For many farmers, it's the ultimate monkey wrench — something that is not only making farming more expensive — but is even forcing some to rethink how they farm.

This monkey wrench is glyphosate-resistant pigweed, also known as Palmer amaranth.

Farmers who try to grow cotton where these weeds are present and uncontrolled can count on one end result.

"Game over," says Michael Patterson, an Alabama Cooperative Extension System weed scientist and Auburn University professor of agronony, who stresses that cotton simply will not grow where pigweed has gotten a sufficient toehold.

"Palmer pigweed can grow one to two inches a day — cotton can't do that," Patterson says.

In only a few weeks, a field of Palmer pigweed can stand 12 to 18 inches high amid cotton that has grown no more than 5 to 8 inches. The end result: A crop starved of the vital nutrients and moisture it needs to mature.

In some parts of this state, this weed already has forced growers to abandon the convenient weed control model that has provided dramatic cost savings within the last decade and to completely rethink how they control weeds.

The old system was built on Roundup Ready cotton varieties transgenically engineered to withstand the effects of over-the-top applications of the weed herbicide Roundup (glyphosate).

Following chemical applications to burn down the winter cover crop, growers merely had to plant the crop into the residue and apply a few post-emergence sprayings during the growing season to control weeds.

"It was the cheapest system you could possibly use," Patterson says.

But with the specter of resistant pigweed spreading throughout the South, growers are being forced to abandon this comparatively cheap and effective weed control approach and return to older, more expensive methods.

In neighboring Georgia, more producers have been forced to return to older herbicides and to re-introduce tillage practices that were abandoned years ago following the advent of Roundup Ready cotton.

The threat has prompted Patterson and other experts to search for other alternatives. One Brazilian approach appears to offer some relief.

Ryegrass planted into tilled soil is allowed to grow until as late as early May. Using a special roller, the rye is then pressed onto the ground and the spring crop planted into this high residue.

"Once this rye is flattened, you don't see any bare ground," Patterson says. "It's just a thick carpet of rye."

This thick mat provides a thick cover that tends to suppress pigweed germination.

Aside from this approach, growers also can use Liberty Link transgenic cotton that works a lot like the Roundup Ready approach.

But as Patterson cautions, "Liberty Link cotton (used in tandem with Ignite herbicide) is a tool, but no magic bullet."

Much like the Brazilian approach, it will still require application of soil residual herbicides to slow weed growth and allow cotton to grow.

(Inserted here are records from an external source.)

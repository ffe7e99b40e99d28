use std::io::Cursor;

use byteorder::{ReadBytesExt, BE, LE};

use crate::error::{Error, Result};

/// The sanity limit applied to every length-prefixed field (strings, payloads,
/// additional-header entries). Nothing in the protocol needs a single field
/// larger than this; it exists purely to stop a corrupt or hostile peer from
/// making us allocate gigabytes for a four-byte length prefix.
pub const MAX_FIELD_LEN: usize = 16 * 1024 * 1024;

/// A cursor over a borrowed byte slice with the primitive reads the wire
/// format needs. Every read either advances the cursor and returns `Ok`, or
/// leaves the cursor position unspecified and returns `Err` — callers never
/// continue reading after an error.
pub struct Reader<'a> {
	cursor: Cursor<&'a [u8]>,
}

impl<'a> Reader<'a> {
	pub fn new(bytes: &'a [u8]) -> Self {
		Self { cursor: Cursor::new(bytes) }
	}

	pub fn remaining(&self) -> usize {
		let pos = self.cursor.position() as usize;
		self.cursor.get_ref().len().saturating_sub(pos)
	}

	pub fn is_empty(&self) -> bool {
		self.remaining() == 0
	}

	fn require(&self, wanted: usize) -> Result<()> {
		let available = self.remaining();
		if available < wanted {
			return Err(Error::UnexpectedEof { wanted, available });
		}
		Ok(())
	}

	pub fn read_u8(&mut self) -> Result<u8> {
		self.require(1)?;
		Ok(self.cursor.read_u8().expect("length already checked"))
	}

	pub fn read_u16(&mut self) -> Result<u16> {
		self.require(2)?;
		Ok(self.cursor.read_u16::<LE>().expect("length already checked"))
	}

	pub fn read_u32(&mut self) -> Result<u32> {
		self.require(4)?;
		Ok(self.cursor.read_u32::<LE>().expect("length already checked"))
	}

	pub fn read_u64(&mut self) -> Result<u64> {
		self.require(8)?;
		Ok(self.cursor.read_u64::<LE>().expect("length already checked"))
	}

	pub fn read_u32_be(&mut self) -> Result<u32> {
		self.require(4)?;
		Ok(self.cursor.read_u32::<BE>().expect("length already checked"))
	}

	pub fn read_bytes(&mut self, len: usize) -> Result<&'a [u8]> {
		self.require(len)?;
		let pos = self.cursor.position() as usize;
		let slice = &self.cursor.get_ref()[pos..pos + len];
		self.cursor.set_position((pos + len) as u64);
		Ok(slice)
	}

	pub fn read_guid(&mut self) -> Result<[u8; 16]> {
		let mut guid = [0u8; 16];
		guid.copy_from_slice(self.read_bytes(16)?);
		Ok(guid)
	}

	/// `u32`-length-prefixed UTF-8 string.
	pub fn read_string_utf8(&mut self) -> Result<String> {
		let len = self.read_length_prefix()?;
		let bytes = self.read_bytes(len)?;
		String::from_utf8(bytes.to_vec()).map_err(|_| Error::InvalidUtf8)
	}

	/// `u32`-byte-length-prefixed UTF-16LE string.
	pub fn read_string_utf16(&mut self) -> Result<String> {
		let len = self.read_length_prefix()?;
		if len % 2 != 0 {
			return Err(Error::InvalidUtf16);
		}
		let bytes = self.read_bytes(len)?;
		let units: Vec<u16> = bytes.chunks_exact(2).map(|c| u16::from_le_bytes([c[0], c[1]])).collect();
		String::from_utf16(&units).map_err(|_| Error::InvalidUtf16)
	}

	/// The "payload" primitive: a 32-bit big-endian length followed by that
	/// many bytes.
	pub fn read_payload(&mut self) -> Result<&'a [u8]> {
		let len = self.read_u32_be()? as usize;
		if len > MAX_FIELD_LEN {
			return Err(Error::FieldTooLarge { declared: len, limit: MAX_FIELD_LEN });
		}
		self.read_bytes(len)
	}

	fn read_length_prefix(&mut self) -> Result<usize> {
		let len = self.read_u32()? as usize;
		if len > MAX_FIELD_LEN {
			return Err(Error::FieldTooLarge { declared: len, limit: MAX_FIELD_LEN });
		}
		Ok(len)
	}

	/// LEB128-style varint: 7 bits of value per byte, low-to-high, with the
	/// high bit set on every byte but the last.
	pub fn read_varint(&mut self) -> Result<u32> {
		let mut value: u32 = 0;
		for i in 0..5 {
			let byte = self.read_u8()?;
			value |= u32::from(byte & 0x7f) << (7 * i);
			if byte & 0x80 == 0 {
				return Ok(value);
			}
		}
		Err(Error::VarintTooLong)
	}
}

Moreover, the system affords growers only a narrow window of opportunity to deal with the resistant weeds.

Ignite can kill resistant pigweed that is under 4 inches high.

"By the time that pigweed starts to grow, producers have only about three or four days to control it using Ignite," Patterson says.

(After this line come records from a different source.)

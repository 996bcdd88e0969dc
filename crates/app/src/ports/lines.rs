//! Line controller port: ownership and actuation of physical output lines.
//!
//! The controller is an external subsystem: it may refuse a reservation
//! (line unknown, already taken) and any call may fail independently.

use std::future::Future;

use filpilote_domain::error::FilPiloteError;
use filpilote_domain::line::{LineHandle, LineRequest};

/// Reserves, releases and drives binary output lines.
pub trait LineController {
    /// Reserve the physical line named in `request` as an output.
    fn reserve(
        &self,
        request: LineRequest,
    ) -> impl Future<Output = Result<LineHandle, FilPiloteError>> + Send;

    /// Give a previously reserved line back to the controller.
    fn release(
        &self,
        handle: &LineHandle,
    ) -> impl Future<Output = Result<(), FilPiloteError>> + Send;

    /// Turn a reserved line on or off.
    fn set_state(
        &self,
        handle: &LineHandle,
        on: bool,
    ) -> impl Future<Output = Result<(), FilPiloteError>> + Send;
}

impl<T: LineController + Send + Sync> LineController for std::sync::Arc<T> {
    fn reserve(
        &self,
        request: LineRequest,
    ) -> impl Future<Output = Result<LineHandle, FilPiloteError>> + Send {
        (**self).reserve(request)
    }

    fn release(
        &self,
        handle: &LineHandle,
    ) -> impl Future<Output = Result<(), FilPiloteError>> + Send {
        (**self).release(handle)
    }

    fn set_state(
        &self,
        handle: &LineHandle,
        on: bool,
    ) -> impl Future<Output = Result<(), FilPiloteError>> + Send {
        (**self).set_state(handle, on)
    }
}
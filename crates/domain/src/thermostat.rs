//! Thermostat vocabulary and its translation into fil-pilote [`Mode`]s.
//!
//! External thermostats speak a richer language than a fil-pilote pair can
//! express: several comfort levels collapse into [`Mode::Comfort`].

use crate::mode::Mode;

/// A mode requested by an external thermostat event.
#[derive(Debug, Clone, Copy, PartialEq, Eq)]
pub enum ThermostatMode {
    /// `comfort`, or a numbered level such as `comfort2`.
    Comfort(u8),
    Eco,
    Antifrost,
    Stop,
}

impl ThermostatMode {
    /// Parse an external mode value.
    ///
    /// Returns `None` for values outside the known vocabulary; callers treat
    /// those as "no mode change".
    #[must_use]
    pub fn parse(value: &str) -> Option<Self> {
        match value {
            "eco" => Some(Self::Eco),
            "antifrost" => Some(Self::Antifrost),
            "stop" => Some(Self::Stop),
            "comfort" => Some(Self::Comfort(1)),
            other => other
                .strip_prefix("comfort")
                .filter(|level| !level.is_empty() && level.bytes().all(|b| b.is_ascii_digit()))
                .and_then(|level| level.parse().ok())
                .map(Self::Comfort),
        }
    }
}

impl From<ThermostatMode> for Mode {
    fn from(mode: ThermostatMode) -> Self {
        match mode {
            ThermostatMode::Comfort(_) => Mode::Comfort,
            ThermostatMode::Eco => Mode::Eco,
            ThermostatMode::Antifrost => Mode::Antifrost,
            ThermostatMode::Stop => Mode::Stop,
        }
    }
}

/// Translate an external mode value straight into a [`Mode`].
#[must_use]
pub fn translate(external: &str) -> Option<Mode> {
    ThermostatMode::parse(external).map(Mode::from)
}

#[cfg(test)]
mod tests {
    use super::*;

    #[test]
    fn should_collapse_comfort_levels() {
        for value in ["comfort", "comfort1", "comfort2", "comfort3"] {
            assert_eq!(translate(value), Some(Mode::Comfort), "{value}");
        }
    }

    #[test]
    fn should_translate_simple_modes() {
        assert_eq!(translate("eco"), Some(Mode::Eco));
        assert_eq!(translate("antifrost"), Some(Mode::Antifrost));
        assert_eq!(translate("stop"), Some(Mode::Stop));
    }

    #[test]
    fn should_ignore_unknown_values() {
        assert_eq!(translate("boost"), None);
        assert_eq!(translate("comfortable"), None);
        assert_eq!(translate("ECO"), None);
        assert_eq!(translate(""), None);
    }

    #[test]
    fn should_keep_comfort_level() {
        assert_eq!(
            ThermostatMode::parse("comfort3"),
            Some(ThermostatMode::Comfort(3))
        );
    }
}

If the weed is allowed to reach 6 inches, it's too late.

Whatever approach farmers choose to deal with resistant pigweed, it's inevitably going to cost them more money, Patterson says.

"Whenever you return to primary tillage, it's going to cost you money — money on diesel fuel, labor and replacing worn-out plows," Patterson says.

"And it is costing more money in an era when crop prices aren't that great."